Половина камеры была занята нарами. Пятидесятимиллиметровые доски были привинчены к металлическим перекладинам болтами. Ложились арестанты на голые доски головами к окну. Слева при входе в углу стояло ведро, носившее женское имя «параша». Её разрешалось выносить в уборную утром и вечером. В камере было темно, сыро и душил тлетворный запах испражнений, характерный для желудочно больных.
Лица заключённых были землисто-серого цвета и сильно исхудавшие. Потухшие глаза прятались глубоко в орбитах. Арестанты двигались мирно, относились ко всему безразлично. Ради любопытства новичок спросил у сидевшего рядом заключённого, за что его посадили. К его удивлению, разговаривать он с Химичем не стал.
– Вот что, душа лубезный, пока мы не узнали, кто ты, нас не спрашивай. Мы тебя будем спрашивать. Панымаеш? – это разъяснение адресовывалось Химичу от человека с грузинским акцентом.
– Понимаю, – виновато нараспев ответил зенитчик и новичок в камере.
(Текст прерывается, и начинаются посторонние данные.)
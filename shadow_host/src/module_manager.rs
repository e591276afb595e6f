//! Module discovery, loading and lifecycle.
//!
//! Modules live in a root directory plus fixed category subdirectories,
//! each with a `module.json` manifest and (optionally) a DSP shared
//! library. Loading resolves the v2 entry symbol first, falling back to
//! v1. A failed load leaves the host running with the error retained
//! for the UI; exactly one module is loaded at a time.

use libloading::os::unix::Library as UnixLibrary;
use libloading::Library;
use shadow_shared::abi::{
    HostApiV1, PluginApiV1, PluginApiV2, PluginInitV1Fn, PluginInitV2Fn, PLUGIN_API_VERSION_1,
    PLUGIN_API_VERSION_2, PLUGIN_INIT_V1_SYMBOL, PLUGIN_INIT_V2_SYMBOL,
};
use shadow_shared::manifest::ModuleManifest;
use shadow_shared::{MidiSource, FRAMES_PER_BLOCK, SAMPLE_RATE};
use std::ffi::{CStr, CString};
use std::os::raw::{c_char, c_int};
use std::os::unix::ffi::OsStrExt;
use std::path::Path;
use thiserror::Error;

pub const MAX_MODULES: usize = 32;

/// Category subdirectories scanned below the modules root.
pub const CATEGORY_DIRS: [&str; 5] =
    ["sound_generators", "audio_fx", "midi_fx", "utilities", "other"];

#[derive(Debug, Error)]
pub enum LoadError {
    #[error("invalid module index {0}")]
    InvalidIndex(usize),
    #[error("module not found: {0}")]
    NotFound(String),
    #[error("module '{id}' requires API v{requested}, host supports v1 and v2")]
    ApiVersion { id: String, requested: i32 },
    #[error("cannot open DSP library {path}: {source}")]
    Dlopen {
        path: String,
        #[source]
        source: libloading::Error,
    },
    #[error("no plugin entry symbol in {0}")]
    MissingEntry(String),
    #[error("plugin init returned null (API mismatch?)")]
    InitFailed,
    #[error("v2 create_instance failed")]
    CreateFailed,
    #[error("v1 on_load failed with {0}")]
    OnLoadFailed(i32),
}

enum PluginHandle {
    V1(*mut PluginApiV1),
    V2 { api: *mut PluginApiV2, instance: *mut std::os::raw::c_void },
}

struct LoadedModule {
    index: usize,
    plugin: Option<PluginHandle>,
    /// Kept alive until after the plugin is destroyed; dropping releases
    /// the dlopen handle.
    _lib: Option<Library>,
}

unsafe extern "C" fn host_log_cb(msg: *const c_char) {
    if !msg.is_null() {
        log::info!("[plugin] {}", CStr::from_ptr(msg).to_string_lossy());
    }
}

pub struct ModuleManager {
    modules: Vec<ModuleManifest>,
    /// Boxed so its address stays stable across the plugin's lifetime.
    host_api: Box<HostApiV1>,
    loaded: Option<LoadedModule>,
    /// 0-100, applied post-render unless the module claims the knob.
    host_volume: i32,
    last_error: Option<String>,
    audio_out: Vec<i16>,
}

impl ModuleManager {
    pub fn new(
        mapped_memory: *mut u8,
        midi_send_internal: unsafe extern "C" fn(*const u8, c_int) -> c_int,
        midi_send_external: unsafe extern "C" fn(*const u8, c_int) -> c_int,
    ) -> Self {
        let host_api = Box::new(HostApiV1 {
            api_version: PLUGIN_API_VERSION_1,
            sample_rate: SAMPLE_RATE as c_int,
            frames_per_block: FRAMES_PER_BLOCK as c_int,
            mapped_memory,
            audio_out_offset: shadow_shared::AUDIO_OUT_OFFSET as c_int,
            audio_in_offset: shadow_shared::AUDIO_IN_OFFSET as c_int,
            log: Some(host_log_cb),
            midi_send_internal: Some(midi_send_internal),
            midi_send_external: Some(midi_send_external),
        });

        Self {
            modules: Vec::new(),
            host_api,
            loaded: None,
            host_volume: 100,
            last_error: None,
            audio_out: vec![0i16; FRAMES_PER_BLOCK * 2],
        }
    }

    /// Scan the modules root and its category subdirectories. Broken
    /// manifests are skipped with a warning; the scan never fails.
    pub fn scan(&mut self, modules_dir: &Path) -> usize {
        self.modules.clear();
        self.scan_directory(modules_dir);
        for sub in CATEGORY_DIRS {
            self.scan_directory(&modules_dir.join(sub));
        }
        log::info!("mm: found {} modules", self.modules.len());
        self.modules.len()
    }

    fn scan_directory(&mut self, dir: &Path) {
        let Ok(entries) = std::fs::read_dir(dir) else {
            return; // a missing category directory is not an error
        };

        let mut paths: Vec<_> = entries
            .flatten()
            .map(|e| e.path())
            .filter(|p| p.is_dir() && p.join(shadow_shared::manifest::MANIFEST_FILE).is_file())
            .collect();
        paths.sort();

        for path in paths {
            if self.modules.len() >= MAX_MODULES {
                log::warn!("mm: module limit reached, ignoring {}", path.display());
                return;
            }
            match ModuleManifest::load(&path) {
                Ok(m) => {
                    log::info!("mm: parsed module '{}' ({}) v{}", m.name, m.id, m.version);
                    self.modules.push(m);
                }
                Err(e) => log::warn!("mm: skipping {}: {e}", path.display()),
            }
        }
    }

    pub fn count(&self) -> usize {
        self.modules.len()
    }

    pub fn info(&self, index: usize) -> Option<&ModuleManifest> {
        self.modules.get(index)
    }

    pub fn find_by_id(&self, id: &str) -> Option<usize> {
        self.modules.iter().position(|m| m.id == id)
    }

    pub fn is_loaded(&self) -> bool {
        self.loaded.is_some()
    }

    pub fn current(&self) -> Option<&ModuleManifest> {
        self.loaded.as_ref().and_then(|l| self.modules.get(l.index))
    }

    pub fn last_error(&self) -> Option<&str> {
        self.last_error.as_deref()
    }

    pub fn load_by_id(&mut self, id: &str) -> Result<(), LoadError> {
        match self.find_by_id(id) {
            Some(index) => self.load(index),
            None => {
                let err = LoadError::NotFound(id.to_string());
                self.last_error = Some(err.to_string());
                Err(err)
            }
        }
    }

    pub fn load(&mut self, index: usize) -> Result<(), LoadError> {
        self.unload();

        let result = self.load_inner(index);
        if let Err(e) = &result {
            self.last_error = Some(e.to_string());
            log::warn!("mm: load failed: {e}");
        } else {
            self.last_error = None;
        }
        result
    }

    fn load_inner(&mut self, index: usize) -> Result<(), LoadError> {
        let info = self.modules.get(index).ok_or(LoadError::InvalidIndex(index))?.clone();

        if info.api_version != PLUGIN_API_VERSION_1 as i32
            && info.api_version != PLUGIN_API_VERSION_2 as i32
        {
            return Err(LoadError::ApiVersion { id: info.id, requested: info.api_version });
        }

        // UI-only modules have no DSP library and load trivially.
        if !info.has_dsp() {
            log::info!("mm: no DSP plugin for module '{}' (UI-only)", info.id);
            self.loaded = Some(LoadedModule { index, plugin: None, _lib: None });
            return Ok(());
        }

        log::info!("mm: loading DSP plugin: {}", info.dsp_path.display());
        let lib = unsafe {
            UnixLibrary::open(
                Some(info.dsp_path.as_os_str()),
                libc::RTLD_NOW | libc::RTLD_LOCAL,
            )
        }
        .map(Library::from)
        .map_err(|source| LoadError::Dlopen {
            path: info.dsp_path.display().to_string(),
            source,
        })?;

        let dir_c = CString::new(info.module_dir.as_os_str().as_bytes()).unwrap_or_default();
        let defaults_c = info.defaults_json.as_deref().map(|d| CString::new(d).unwrap_or_default());
        let defaults_ptr = defaults_c.as_ref().map_or(std::ptr::null(), |c| c.as_ptr());

        // Copy the entry fn pointers out of their Symbols so the library
        // handle can move into the loaded-module record.
        let init_v2_fn: Option<PluginInitV2Fn> =
            unsafe { lib.get::<PluginInitV2Fn>(PLUGIN_INIT_V2_SYMBOL) }.ok().map(|s| *s);
        let init_v1_fn: Option<PluginInitV1Fn> =
            unsafe { lib.get::<PluginInitV1Fn>(PLUGIN_INIT_V1_SYMBOL) }.ok().map(|s| *s);

        // Prefer the v2 (instance) entry, fall back to v1 (singleton).
        if let Some(init_v2) = init_v2_fn {
            let api = unsafe { init_v2(&*self.host_api) };
            if !api.is_null() && unsafe { (*api).api_version } == PLUGIN_API_VERSION_2 {
                let create = unsafe { (*api).create_instance }.ok_or(LoadError::CreateFailed)?;
                let instance = unsafe { create(dir_c.as_ptr(), defaults_ptr) };
                if instance.is_null() {
                    return Err(LoadError::CreateFailed);
                }
                log::info!("mm: loaded v2 plugin for '{}'", info.id);
                self.loaded = Some(LoadedModule {
                    index,
                    plugin: Some(PluginHandle::V2 { api, instance }),
                    _lib: Some(lib),
                });
                return Ok(());
            }
            log::info!("mm: v2 init declined, trying v1");
        }

        let init_v1 = init_v1_fn
            .ok_or_else(|| LoadError::MissingEntry(info.dsp_path.display().to_string()))?;

        let api = unsafe { init_v1(&*self.host_api) };
        if api.is_null() {
            return Err(LoadError::InitFailed);
        }
        if unsafe { (*api).api_version } != PLUGIN_API_VERSION_1 {
            return Err(LoadError::InitFailed);
        }
        if let Some(on_load) = unsafe { (*api).on_load } {
            let ret = unsafe { on_load(dir_c.as_ptr(), defaults_ptr) };
            if ret != 0 {
                return Err(LoadError::OnLoadFailed(ret));
            }
        }

        log::info!("mm: loaded v1 plugin for '{}'", info.id);
        self.loaded =
            Some(LoadedModule { index, plugin: Some(PluginHandle::V1(api)), _lib: Some(lib) });
        Ok(())
    }

    /// Unload the current module: destroy the instance (or call
    /// `on_unload`), then release the library handle.
    pub fn unload(&mut self) {
        let Some(loaded) = self.loaded.take() else { return };

        match loaded.plugin {
            Some(PluginHandle::V2 { api, instance }) => unsafe {
                if let Some(destroy) = (*api).destroy_instance {
                    destroy(instance);
                }
            },
            Some(PluginHandle::V1(api)) => unsafe {
                if let Some(on_unload) = (*api).on_unload {
                    on_unload();
                }
            },
            None => {}
        }
        // loaded._lib drops here, after the instance is gone.
    }

    pub fn on_midi(&mut self, msg: &[u8], source: MidiSource) {
        let Some(loaded) = &self.loaded else { return };
        match &loaded.plugin {
            Some(PluginHandle::V2 { api, instance }) => unsafe {
                if let Some(f) = (**api).on_midi {
                    f(*instance, msg.as_ptr(), msg.len() as c_int, source.to_raw());
                }
            },
            Some(PluginHandle::V1(api)) => unsafe {
                if let Some(f) = (**api).on_midi {
                    f(msg.as_ptr(), msg.len() as c_int, source.to_raw());
                }
            },
            None => {}
        }
    }

    pub fn set_param(&mut self, key: &str, val: &str) {
        let Some(loaded) = &self.loaded else { return };
        let (Ok(key_c), Ok(val_c)) = (CString::new(key), CString::new(val)) else { return };
        match &loaded.plugin {
            Some(PluginHandle::V2 { api, instance }) => unsafe {
                if let Some(f) = (**api).set_param {
                    f(*instance, key_c.as_ptr(), val_c.as_ptr());
                }
            },
            Some(PluginHandle::V1(api)) => unsafe {
                if let Some(f) = (**api).set_param {
                    f(key_c.as_ptr(), val_c.as_ptr());
                }
            },
            None => {}
        }
    }

    pub fn get_param(&mut self, key: &str) -> Option<String> {
        let loaded = self.loaded.as_ref()?;
        let key_c = CString::new(key).ok()?;
        let mut buf = [0u8; 256];

        let n = match &loaded.plugin {
            Some(PluginHandle::V2 { api, instance }) => unsafe {
                let f = (**api).get_param?;
                f(*instance, key_c.as_ptr(), buf.as_mut_ptr() as *mut c_char, buf.len() as c_int)
            },
            Some(PluginHandle::V1(api)) => unsafe {
                let f = (**api).get_param?;
                f(key_c.as_ptr(), buf.as_mut_ptr() as *mut c_char, buf.len() as c_int)
            },
            None => return None,
        };

        if n < 0 {
            return None;
        }
        let n = (n as usize).min(buf.len());
        Some(String::from_utf8_lossy(&buf[..n]).into_owned())
    }

    /// Render one block from the current module into the internal buffer
    /// and apply host volume. Returns the buffer (silence when no module
    /// or no renderer).
    pub fn render_block(&mut self) -> &[i16] {
        let frames = FRAMES_PER_BLOCK;
        let mut rendered = false;

        if let Some(loaded) = &self.loaded {
            match &loaded.plugin {
                Some(PluginHandle::V2 { api, instance }) => unsafe {
                    if let Some(f) = (**api).render_block {
                        f(*instance, self.audio_out.as_mut_ptr(), frames as c_int);
                        rendered = true;
                    }
                },
                Some(PluginHandle::V1(api)) => unsafe {
                    if let Some(f) = (**api).render_block {
                        f(self.audio_out.as_mut_ptr(), frames as c_int);
                        rendered = true;
                    }
                },
                None => {}
            }
        }

        if !rendered {
            self.audio_out.fill(0);
        } else if self.host_volume < 100 {
            // The master-knob claim only gates who handles the volume
            // CC; an already-lowered host volume always attenuates.
            for s in self.audio_out.iter_mut() {
                *s = ((*s as i32 * self.host_volume) / 100) as i16;
            }
        }

        &self.audio_out
    }

    pub fn set_host_volume(&mut self, volume: i32) {
        self.host_volume = volume.clamp(0, 100);
    }

    pub fn host_volume(&self) -> i32 {
        self.host_volume
    }

    pub fn claims_master_knob(&self) -> bool {
        self.current().map(|m| m.caps.claims_master_knob).unwrap_or(false)
    }

    pub fn wants_raw_midi(&self) -> bool {
        self.current().map(|m| m.caps.raw_midi).unwrap_or(false)
    }

    pub fn wants_raw_ui(&self) -> bool {
        self.current().map(|m| m.caps.raw_ui).unwrap_or(false)
    }
}

impl Drop for ModuleManager {
    fn drop(&mut self) {
        self.unload();
    }
}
– Если узнаю, что ты подосланный шпион, задушим ночью, – эти слова принадлежали человеку с сильно татуированной грудью и также исколотыми зелёной тушью руками. Все части тела, обнажённые от одежды, несли на себе в различных позах женщин и зверей, преимущественно хищников.
Химич замолчал. Сел на пол, опёршись на стену спиною.
– Ты был шофёром, попал в аварию и об лобовое стекло разбил голову – это правда? – интересовался человек с грузинским акцентом.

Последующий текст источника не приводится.